━━━━━ Records supplied ━━━━━
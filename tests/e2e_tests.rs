//! End-to-end tests for the upgradeps CLI
//!
//! These tests run the compiled binary against a local mock registry and verify:
//! - Dry-run mode leaves files unchanged
//! - Upgrades are written with the original layout
//! - JSON output schema
//! - Exit codes for fatal and recoverable failures

use assert_cmd::Command;
use mockito::{Mock, Server, ServerGuard};
use predicates::prelude::*;
use std::fs;
use tempfile::TempDir;

const SAMPLE_MANIFEST: &str = "{\n  \"name\": \"test-project\",\n  \"version\": \"1.0.0\",\n  \"dependencies\": {\n    \"left-pad\": \"^1.0.0\"\n  },\n  \"devDependencies\": {\n    \"ghost\": \"~2.0.0\"\n  }\n}\n";

fn upgradeps() -> Command {
    let mut cmd = Command::new(env!("CARGO_BIN_EXE_upgradeps"));
    cmd.env_remove("RUST_LOG");
    cmd
}

/// Create a project directory with the given package.json
fn create_test_project(content: &str) -> TempDir {
    let temp_dir = tempfile::tempdir().expect("Failed to create temp directory");
    fs::write(temp_dir.path().join("package.json"), content).unwrap();
    temp_dir
}

fn read_manifest(dir: &TempDir) -> String {
    fs::read_to_string(dir.path().join("package.json")).unwrap()
}

fn mock_latest(server: &mut ServerGuard, package: &str, latest: &str) -> Mock {
    server
        .mock("GET", format!("/{}", package).as_str())
        .with_status(200)
        .with_header("content-type", "application/json")
        .with_body(format!(
            r#"{{"name":"{}","dist-tags":{{"latest":"{}"}},"versions":{{}}}}"#,
            package, latest
        ))
        .create()
}

fn mock_missing(server: &mut ServerGuard, package: &str) -> Mock {
    server
        .mock("GET", format!("/{}", package).as_str())
        .with_status(404)
        .with_body(r#"{"error":"Not found"}"#)
        .create()
}

#[test]
fn test_version_flag() {
    upgradeps()
        .arg("--version")
        .assert()
        .success()
        .stdout(predicate::str::contains(env!("CARGO_PKG_VERSION")));
}

#[test]
fn test_help_lists_flags() {
    upgradeps()
        .arg("--help")
        .assert()
        .success()
        .stdout(predicate::str::contains("--minor-only"))
        .stdout(predicate::str::contains("--skip"))
        .stdout(predicate::str::contains("--test"));
}

#[test]
fn test_missing_manifest_fails() {
    let temp_dir = tempfile::tempdir().unwrap();

    upgradeps()
        .arg(temp_dir.path())
        .args(["-r", "http://127.0.0.1:9"])
        .assert()
        .failure()
        .code(1)
        .stderr(predicate::str::contains("package.json"));
}

#[test]
fn test_invalid_manifest_fails() {
    let temp_dir = create_test_project("{ \"dependencies\": ");

    upgradeps()
        .arg(temp_dir.path())
        .args(["-r", "http://127.0.0.1:9"])
        .assert()
        .failure()
        .code(1);
}

#[test]
fn test_dry_run_leaves_file_unchanged() {
    let mut server = Server::new();
    let latest = mock_latest(&mut server, "left-pad", "1.0.1");
    let missing = mock_missing(&mut server, "ghost");
    let temp_dir = create_test_project(SAMPLE_MANIFEST);

    upgradeps()
        .arg(temp_dir.path())
        .args(["-t", "-x", "-r", &server.url()])
        .assert()
        .success()
        .stdout(predicate::str::contains("left-pad"))
        .stdout(predicate::str::contains("1.0.1 [patch]"))
        .stdout(predicate::str::contains("ghost"))
        .stdout(predicate::str::contains("not found"))
        .stdout(predicate::str::contains("package.json not upgraded"));

    latest.assert();
    missing.assert();
    assert_eq!(read_manifest(&temp_dir), SAMPLE_MANIFEST);
}

#[test]
fn test_upgrade_written_with_layout_preserved() {
    let mut server = Server::new();
    let _latest = mock_latest(&mut server, "left-pad", "1.0.1");
    let _missing = mock_missing(&mut server, "ghost");
    let temp_dir = create_test_project(SAMPLE_MANIFEST);

    upgradeps()
        .arg(temp_dir.path())
        .args(["-x", "-r", &server.url()])
        .assert()
        .success()
        .stdout(predicate::str::contains("package.json upgraded"));

    assert_eq!(
        read_manifest(&temp_dir),
        SAMPLE_MANIFEST.replace("\"^1.0.0\"", "\"^1.0.1\"")
    );
}

#[test]
fn test_fixed_and_skip_flags() {
    let mut server = Server::new();
    let _a = mock_latest(&mut server, "a", "1.2.0");
    let _b = mock_latest(&mut server, "b", "3.0.0");
    let temp_dir = create_test_project(r#"{"dependencies": {"a": "^1.0.0", "b": "^2.0.0"}}"#);

    upgradeps()
        .arg(temp_dir.path())
        .args(["-x", "-f", "-s", "b", "-r", &server.url()])
        .assert()
        .success()
        .stdout(predicate::str::contains("(skipped)"));

    let written: serde_json::Value = serde_json::from_str(&read_manifest(&temp_dir)).unwrap();
    assert_eq!(written["dependencies"]["a"], "1.2.0");
    assert_eq!(written["dependencies"]["b"], "^2.0.0");
}

#[test]
fn test_no_updates_keeps_bytes() {
    let mut server = Server::new();
    let _latest = mock_latest(&mut server, "a", "1.0.0");
    let content = "{\"dependencies\":{\"a\":\"^1.0.0\"}}";
    let temp_dir = create_test_project(content);

    upgradeps()
        .arg(temp_dir.path())
        .args(["-x", "-r", &server.url()])
        .assert()
        .success()
        .stdout(predicate::str::contains("no updates"));

    assert_eq!(read_manifest(&temp_dir), content);
}

#[test]
fn test_malformed_registry_response_fails_without_writing() {
    let mut server = Server::new();
    let _broken = server
        .mock("GET", "/left-pad")
        .with_status(200)
        .with_body("not json")
        .create();
    let _missing = mock_missing(&mut server, "ghost");
    let temp_dir = create_test_project(SAMPLE_MANIFEST);

    upgradeps()
        .arg(temp_dir.path())
        .args(["-x", "-r", &server.url()])
        .assert()
        .failure()
        .code(1);

    assert_eq!(read_manifest(&temp_dir), SAMPLE_MANIFEST);
}

#[test]
fn test_json_output() {
    let mut server = Server::new();
    let _latest = mock_latest(&mut server, "left-pad", "2.0.0");
    let _missing = mock_missing(&mut server, "ghost");
    let temp_dir = create_test_project(SAMPLE_MANIFEST);

    let output = upgradeps()
        .arg(temp_dir.path())
        .args(["-t", "-x", "--json", "-r", &server.url()])
        .output()
        .unwrap();
    assert!(output.status.success());

    let parsed: serde_json::Value = serde_json::from_slice(&output.stdout).unwrap();
    assert_eq!(parsed["dry_run"], true);
    assert_eq!(parsed["changed"], true);
    assert_eq!(parsed["written"], false);
    assert_eq!(parsed["summary"]["upgrades"], 1);

    let entries = parsed["dependencies"].as_array().unwrap();
    assert_eq!(entries[0]["name"], "left-pad");
    assert_eq!(entries[0]["delta"], "major");
    assert_eq!(entries[0]["new_range"], "^2.0.0");
    assert_eq!(entries[1]["name"], "ghost");
    assert_eq!(entries[1]["reason"], "not_found");
}

#[test]
fn test_config_file_applies_defaults() {
    let mut server = Server::new();
    let _latest = mock_latest(&mut server, "left-pad", "1.0.1");
    let temp_dir = create_test_project(SAMPLE_MANIFEST);
    fs::write(
        temp_dir.path().join("upgradeps.toml"),
        format!(
            "groups = [\"dependencies\"]\nfixed = true\nminimal = true\nregistry = \"{}\"\n",
            server.url()
        ),
    )
    .unwrap();

    upgradeps().arg(temp_dir.path()).assert().success();

    let written: serde_json::Value = serde_json::from_str(&read_manifest(&temp_dir)).unwrap();
    assert_eq!(written["dependencies"]["left-pad"], "1.0.1");
    assert_eq!(written["devDependencies"]["ghost"], "~2.0.0");
}

#[test]
fn test_invalid_config_fails() {
    let temp_dir = create_test_project(SAMPLE_MANIFEST);
    fs::write(temp_dir.path().join("upgradeps.toml"), "unknown-key = 1\n").unwrap();

    upgradeps()
        .arg(temp_dir.path())
        .assert()
        .failure()
        .code(1)
        .stderr(predicate::str::contains("upgradeps.toml"));
}

#[test]
fn test_invalid_registry_url_fails() {
    let temp_dir = create_test_project(SAMPLE_MANIFEST);

    upgradeps()
        .arg(temp_dir.path())
        .args(["-r", "ftp://example.com"])
        .assert()
        .failure()
        .code(1);
}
━━━━━
| Work instructions |
How many of the listing's lines contain "content"? Respond with a single number and nothing else.

| Task response |
6